Deprotonative Metalation of Functionalized Aromatics Using Mixed Lithium–Cadmium, Lithium–Indium, and Lithium–Zinc Species

Abstract

In situ mixtures of CdCl(2)TMEDA (0.5 equiv; TMEDA = N,N,N',N'-tetramethylethylenediamine) or InCl(3) (0.33 equiv) with [Li(tmp)] (tmp = 2,2,6,6-tetramethylpiperidino; 1.5 or 1.3 equiv, respectively) were compared with the previously described mixture of ZnCl(2)TMEDA (0.5 equiv) and [Li(tmp)] (1.5 equiv) for their ability to deprotonate anisole, benzothiazole, and pyrimidine. [(tmp)(3)CdLi] proved to be the best base when used in tetrahydrofuran at room temperature, as demonstrated by subsequent trapping with iodine.
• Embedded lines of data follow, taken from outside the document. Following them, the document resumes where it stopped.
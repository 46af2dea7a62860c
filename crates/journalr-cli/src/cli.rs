use clap::{ArgAction, Args, Parser, Subcommand};
use clap_complete::Shell;

use journalr_core::VERSION;

/// Journalr - a small personal journal for the command line
#[derive(Parser)]
#[command(name = "journalr")]
#[command(author, version = VERSION, about, long_about = None)]
#[command(propagate_version = true)]
pub struct Cli {
    /// Path to the journal database
    #[arg(long, global = true, env = "JOURNALR_PATH", value_name = "PATH")]
    pub store: Option<String>,

    #[command(subcommand)]
    pub command: Option<Commands>,

    /// Quiet mode (minimal output)
    #[arg(short, long, global = true)]
    pub quiet: bool,

    /// Log more detail to stderr (-v info, -vv debug, -vvv trace)
    #[arg(short, long, global = true, action = ArgAction::Count)]
    pub verbose: u8,
}

/// Arguments for the `add` command
#[derive(Args)]
pub struct AddArgs {
    /// Entry body (otherwise read from piped stdin)
    #[arg(short, long)]
    pub body: Option<String>,

    /// Comma-separated tags, e.g. "work,ideas"
    #[arg(short, long, value_name = "TAGS")]
    pub tags: Option<String>,

    /// When the entry happened, e.g. "yesterday" or "2024-01-01 09:30"
    #[arg(short = 'd', long, value_name = "PHRASE")]
    pub datetime: Option<String>,
}

/// Arguments for the `ls` command
#[derive(Args)]
pub struct ListArgs {
    /// Show at most this many entries
    #[arg(short = 'n', long, value_name = "COUNT")]
    pub count: Option<usize>,

    /// Only entries inside this period, e.g. "last week" or "7d"
    #[arg(short = 'd', long, value_name = "PHRASE")]
    pub datetime: Option<String>,

    /// Only entries carrying this tag
    #[arg(short, long)]
    pub tag: Option<String>,

    /// Output as JSON
    #[arg(long)]
    pub json: bool,

    /// Output format (plain, table)
    #[arg(long, value_name = "FORMAT")]
    pub format: Option<String>,
}

/// Arguments for the `show` command
#[derive(Args)]
pub struct ShowArgs {
    /// Entry ID, e.g. amber-falcon-42
    #[arg(value_name = "ID")]
    pub id: String,

    /// Output as JSON
    #[arg(long)]
    pub json: bool,
}

/// Arguments for the `edit` command
#[derive(Args)]
pub struct EditArgs {
    /// Entry ID
    #[arg(value_name = "ID")]
    pub id: String,

    /// Replacement body (otherwise read from piped stdin, or kept)
    #[arg(short, long)]
    pub body: Option<String>,

    /// Replacement tags, comma separated
    #[arg(short, long, value_name = "TAGS")]
    pub tags: Option<String>,

    /// Replacement entry date
    #[arg(short = 'd', long, value_name = "PHRASE")]
    pub datetime: Option<String>,
}

/// Arguments for the `rm` command
#[derive(Args)]
pub struct RemoveArgs {
    /// Remove the entry with this ID
    #[arg(short, long)]
    pub id: Option<String>,

    /// Remove this many of the most recent entries
    #[arg(short = 'n', long, default_value_t = 1, conflicts_with = "id")]
    pub count: usize,
}

/// Arguments for the `tag` command
#[derive(Args)]
pub struct TagArgs {
    /// Tag the entry with this ID
    #[arg(short, long)]
    pub id: Option<String>,

    /// Tag this many of the most recent entries
    #[arg(short = 'n', long, default_value_t = 1, conflicts_with = "id")]
    pub count: usize,

    /// Comma-separated tags to add
    #[arg(short, long, value_name = "TAGS")]
    pub tags: String,
}

/// Arguments for the `date` command
#[derive(Args)]
pub struct DateArgs {
    /// Phrase to interpret (defaults to now)
    #[arg(short = 'd', long, value_name = "PHRASE")]
    pub datetime: Option<String>,
}

/// Arguments for the `completions` command
#[derive(Args)]
pub struct CompletionsArgs {
    /// Shell to generate completions for
    #[arg(value_name = "SHELL")]
    pub shell: Shell,
}

#[derive(Subcommand)]
pub enum Commands {
    /// Add an entry
    Add(AddArgs),

    /// List entries, newest first
    #[command(name = "ls", visible_alias = "list")]
    List(ListArgs),

    /// Show a single entry by ID
    Show(ShowArgs),

    /// Change an entry's body, tags or date
    Edit(EditArgs),

    /// Remove an entry by ID, or the most recent entries
    #[command(name = "rm", visible_alias = "remove")]
    Remove(RemoveArgs),

    /// Add tags to an entry by ID, or to the most recent entries
    Tag(TagArgs),

    /// Show how a date phrase is interpreted
    Date(DateArgs),

    /// Generate shell completions
    Completions(CompletionsArgs),
}

impl Commands {
    /// Whether the command needs the config file (store path, word list).
    pub fn reads_config(&self) -> bool {
        !matches!(self, Commands::Date(_) | Commands::Completions(_))
    }
}
//! Store trait definition.
//!
//! The `JournalStore` trait defines the interface the CLI programs against.
//! Every operation runs as a single atomic transaction with no state kept
//! between calls.

use std::path::Path;

use super::types::{Entry, EntryQuery};
use crate::error::Result;

/// Journal persistence and query interface.
///
/// All implementations must ensure:
/// - Every tag row references an existing entry
/// - Multi-statement writes are all-or-nothing
/// - "Most recent" means ordered by `entry_date` descending
///
/// Expected no-op outcomes (unknown id, nothing to delete) are reported as
/// `Ok(false)` / `Ok(None)`; `Err` is reserved for hard failures.
pub trait JournalStore {
    /// Open (creating if needed) the store at `path` and ensure its schema.
    ///
    /// # Errors
    ///
    /// Returns `JournalError::ResourceUnavailable` if the parent directory
    /// cannot be created, or `JournalError::StoreInit` if the store file or
    /// schema cannot be created.
    fn open(path: &Path) -> Result<Self>
    where
        Self: Sized;

    // --- Write operations ---

    /// Insert an entry and its non-blank tags.
    ///
    /// Returns `true` iff exactly one entry row was inserted.
    ///
    /// # Errors
    ///
    /// Returns `JournalError::DuplicateId` if the id is already taken.
    fn add_entry(&self, entry: &Entry) -> Result<bool>;

    /// Replace an entry's text, entry date, and full tag set.
    ///
    /// Returns `true` iff exactly one entry row was updated.
    fn update_entry(&self, entry: &Entry) -> Result<bool>;

    /// Delete an entry and its tags.
    ///
    /// Returns `true` iff exactly one entry row was deleted.
    fn remove_entry(&self, id: &str) -> Result<bool>;

    /// Delete the `count` most recent entries and their tags.
    ///
    /// Returns `true` iff at least one entry row was deleted.
    fn remove_recent(&self, count: usize) -> Result<bool>;

    /// Append tags to an existing entry. Blank and duplicate tags are kept.
    ///
    /// Returns `false` without writing anything if the id does not exist.
    fn tag_entry(&self, id: &str, tags: &[String]) -> Result<bool>;

    /// Append tags to each of the `count` most recent entries.
    ///
    /// Always returns `true` once committed, even if there was nothing to tag.
    fn tag_recent(&self, count: usize, tags: &[String]) -> Result<bool>;

    // --- Read operations ---

    /// Get an entry by id, with its tags.
    ///
    /// Returns `Ok(None)` if not found.
    fn get_entry(&self, id: &str) -> Result<Option<Entry>>;

    /// List entries matching the query, newest `entry_date` first.
    ///
    /// Tag filtering is not applied here; callers filter the result.
    fn list_entries(&self, query: &EntryQuery) -> Result<Vec<Entry>>;

    /// Total number of stored entries.
    fn count_entries(&self) -> Result<usize>;

    /// Number of tag rows referencing `id`.
    fn count_tags(&self, id: &str) -> Result<usize>;
}

#[cfg(test)]
mod tests {
    use super::*;

    #[test]
    fn test_trait_definition_compiles() {
        fn _accepts_journal_store<T: JournalStore>(_store: T) {}
    }
}
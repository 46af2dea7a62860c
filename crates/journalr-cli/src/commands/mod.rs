pub mod entries;
pub mod misc;
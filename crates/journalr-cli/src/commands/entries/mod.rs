pub mod add;
pub mod edit;
pub mod list;
pub mod remove;
pub mod show;
pub mod tag;

pub use add::handle_add;
pub use edit::handle_edit;
pub use list::handle_list;
pub use remove::handle_remove;
pub use show::handle_show;
pub use tag::handle_tag;
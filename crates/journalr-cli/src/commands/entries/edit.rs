use chrono::Local;

use journalr_core::JournalStore;

use crate::app::AppContext;
use crate::cli::EditArgs;
use crate::helpers::{parse_tag_list, read_optional_body, require_date_span};

pub fn handle_edit(ctx: &AppContext, args: &EditArgs) -> anyhow::Result<()> {
    let entry_date = match args.datetime.as_deref() {
        Some(phrase) => Some(require_date_span(phrase, &Local::now())?.start),
        None => None,
    };
    let body = read_optional_body(args.body.clone())?;

    let store = ctx.open_store()?;
    let Some(mut entry) = store.get_entry(&args.id)? else {
        if !ctx.quiet() {
            println!("Entry not found");
        }
        return Ok(());
    };

    if let Some(text) = body {
        entry.text = text;
    }
    if let Some(date) = entry_date {
        entry.entry_date = date;
    }
    if let Some(ref tags) = args.tags {
        entry.tags = parse_tag_list(tags);
    }

    let updated = store.update_entry(&entry)?;
    if !ctx.quiet() {
        println!("{}", if updated { "Updated" } else { "Update failed" });
    }
    Ok(())
}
The Cd-Li base then proved suitable for the metalation of a large range of aromatics including benzenes bearing reactive functional groups (CONEt(2), CO(2)Me, CN, COPh) or heavy halogens (Br, I), and heterocycles (from the furan, thiophene, pyrrole, oxazole, thiazole, pyridine, and diazine series). Five-membered heterocycles benefiting from doubly activated positions were similarly dideprotonated at room temperature. The aromatic lithium cadmates thus obtained were involved in palladium-catalyzed cross-coupling reactions or simply quenched with acid chlorides.